Ayn Rand’s Buffy the Vampire Slayer: A Reply

The Toast brings us its latest pop-culture parody:  Ayn Rand’s Buffy the Vampire Slayer.  Here’s a key passage:

GILES: In every generation there is a Slayer. She is the Chosen One. She alone will stand against the forces of darkness –

BUFFY: What does it pay?

GILES: What do you mean?

BUFFY: I’m being expected to risk my personal health and well-being on behalf of those too weak to fend for themselves, yes?

GILES: I wouldn’t put it exactly like that.

BUFFY: Surely this kind of specialized labor merits compensation, if my skills are so highly valued on the free market.

GILES: Well, we can’t really offer the Slayer money, if that’s what you mean.

BUFFY: Then I will find someone who can, and work only for the highest bidder.

Okay, Buffy doesn’t exactly sound heroic here… but she’s got a point!  After all, we don’t expect policemen and soldiers to work without pay.  Sure, most firefighters are still volunteers, but the number is declining, and even the volunteers are often given some form of compensation such as health insurance, workers’ comp, stipends, and per-call or per-shift fees.

When you think about it, it’s pretty strange to expect an important, even vital, service to be performed out of pure altruism.  As Adam Smith observed, “It is not from the benevolence of the butcher, the brewer, or the baker, that we expect our dinner, but from their regard to their own interest.”  That is how we induce people to work in almost all professions.  Why should vampire slayers be any different?

If you’re a devoted Buffy fan, you know the lack of compensation eventually becomes a real problem.  After Buffy’s mother dies and Buffy becomes the sole provider for both herself and her sister Dawn, her financial situation becomes dire.  In “Flooded,” Anya (a near-anagram for Ayn) suggests that Buffy should start charging for slaying vampires:  “I mean, you’re providing a valuable service to the whole community. I say cash in!” Dawn objects, “You can’t charge innocent people for saving their lives.”  Dawn is clearly wrong, of course; see above re: soldiers and cops.  Eventually, Buffy ends up working at the Doublemeat Palace — time that would surely have been better spent defending humanity from creatures of the night.

Arguably, vampire-slaying is a public good – that is, a service that you cannot exclude non-payers from benefitting from.*  Every time Buffy slays a vampire, she saves any number of anonymous future victims, none of whom can be identified and made to pay.  Economists will often argue that government should fund public goods because they’re difficult for the private sector to provide.  Even Ayn Rand would have agreed to that; she supported government services to protect individual rights of person and property, and surely protection from vampire attacks would qualify.

However, in the world of Buffy the Vampire Slayer — and arguably the real world as well — the government is not exactly a reliable ally.  (See Ilya Somin’s chapter in Economics of the Undead for more about why governments fail to anticipate the undead threat.)  So perhaps it would be better for some private organization — the seemingly well-funded Watchers’ Council being the obvious choice — to pay slayers for their services.

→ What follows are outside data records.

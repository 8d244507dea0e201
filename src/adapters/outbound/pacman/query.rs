use crate::ports::outbound::PackageQuery;
use crate::shared::error::ReportError;
use crate::shared::Result;
use async_trait::async_trait;
use std::time::Duration;
use tokio::process::Command;
use tokio::time::timeout;

/// Default bounded wait for a single reverse-dependency lookup.
pub const DEFAULT_LOOKUP_TIMEOUT_SECS: u64 = 5;

/// PacmanQuery adapter implementing the PackageQuery port
///
/// Shells out to `pacman -Qeq` for the explicit-package listing and to
/// `pactree -r -u -d 1` for per-package reverse dependencies. Each pactree
/// invocation is wrapped in an individual timeout; a timed-out, failing, or
/// unspawnable lookup degrades to an empty result rather than propagating.
pub struct PacmanQuery {
    pacman_bin: String,
    pactree_bin: String,
    lookup_timeout: Duration,
}

impl PacmanQuery {
    pub fn new(lookup_timeout: Duration) -> Self {
        Self {
            pacman_bin: "pacman".to_string(),
            pactree_bin: "pactree".to_string(),
            lookup_timeout,
        }
    }

    /// Overrides the binaries to invoke. Useful for wrapper scripts and for
    /// exercising the adapter against stand-in commands.
    pub fn with_binaries(
        pacman_bin: impl Into<String>,
        pactree_bin: impl Into<String>,
        lookup_timeout: Duration,
    ) -> Self {
        Self {
            pacman_bin: pacman_bin.into(),
            pactree_bin: pactree_bin.into(),
            lookup_timeout,
        }
    }

    fn parse_name_lines(stdout: &[u8]) -> Vec<String> {
        String::from_utf8_lossy(stdout)
            .lines()
            .map(str::trim)
            .filter(|line| !line.is_empty())
            .map(String::from)
            .collect()
    }
}

impl Default for PacmanQuery {
    fn default() -> Self {
        Self::new(Duration::from_secs(DEFAULT_LOOKUP_TIMEOUT_SECS))
    }
}

#[async_trait]
impl PackageQuery for PacmanQuery {
    async fn explicit_packages(&self) -> Result<Vec<String>> {
        let output = Command::new(&self.pacman_bin)
            .arg("-Qeq")
            .output()
            .await
            .map_err(|e| ReportError::PackageListUnavailable {
                details: format!("failed to run {}: {}", self.pacman_bin, e),
            })?;

        if !output.status.success() {
            return Err(ReportError::PackageListUnavailable {
                details: String::from_utf8_lossy(&output.stderr).trim().to_string(),
            }
            .into());
        }

        Ok(Self::parse_name_lines(&output.stdout))
    }

    async fn reverse_dependencies(&self, package: &str) -> Vec<String> {
        let lookup = Command::new(&self.pactree_bin)
            .args(["-r", "-u", "-d", "1", package])
            .kill_on_drop(true)
            .output();

        match timeout(self.lookup_timeout, lookup).await {
            Ok(Ok(output)) if output.status.success() => {
                // The first line is pactree's header: the queried package
                // itself. Discard it and keep the dependers.
                String::from_utf8_lossy(&output.stdout)
                    .lines()
                    .skip(1)
                    .map(str::trim)
                    .filter(|line| !line.is_empty())
                    .map(String::from)
                    .collect()
            }
            // Nonzero exit, spawn failure, or timeout: treated as "no
            // reverse dependencies found".
            _ => Vec::new(),
        }
    }
}
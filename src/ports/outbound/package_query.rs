use crate::shared::Result;
use async_trait::async_trait;

/// PackageQuery port for the external package-manager collaborator
///
/// Implementations query the system package manager for the explicit-package
/// set and per-package reverse dependencies. The two methods carry different
/// failure contracts on purpose: the explicit listing is the one input the
/// run cannot proceed without, while an individual reverse-dependency lookup
/// is always allowed to fail.
#[async_trait]
pub trait PackageQuery {
    /// Lists all explicitly installed package names.
    ///
    /// # Errors
    /// Returns an error if the listing cannot be obtained at all; this is
    /// fatal to the run.
    async fn explicit_packages(&self) -> Result<Vec<String>>;

    /// Lists the packages that directly depend on `package`.
    ///
    /// Infallible by contract: a lookup that times out, exits nonzero, or
    /// produces unreadable output degrades to an empty list. No retries.
    async fn reverse_dependencies(&self, package: &str) -> Vec<String>;
}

But regardless of whether you think the public or private sector should fund vampire slayage, it still makes sense to compensate the brave people who are on the front line and taking the biggest risks on behalf of everyone else.**

* True public goods have a second condition, non-rivalry in consumption, which I’m ignoring because it’s not especially relevant here.

** By the way, if you’ve seen any of the sex scenes between Buffy and Spike in Season 6, then you already know what Ayn Rand’s Buffy the Vampire Slayer would look like.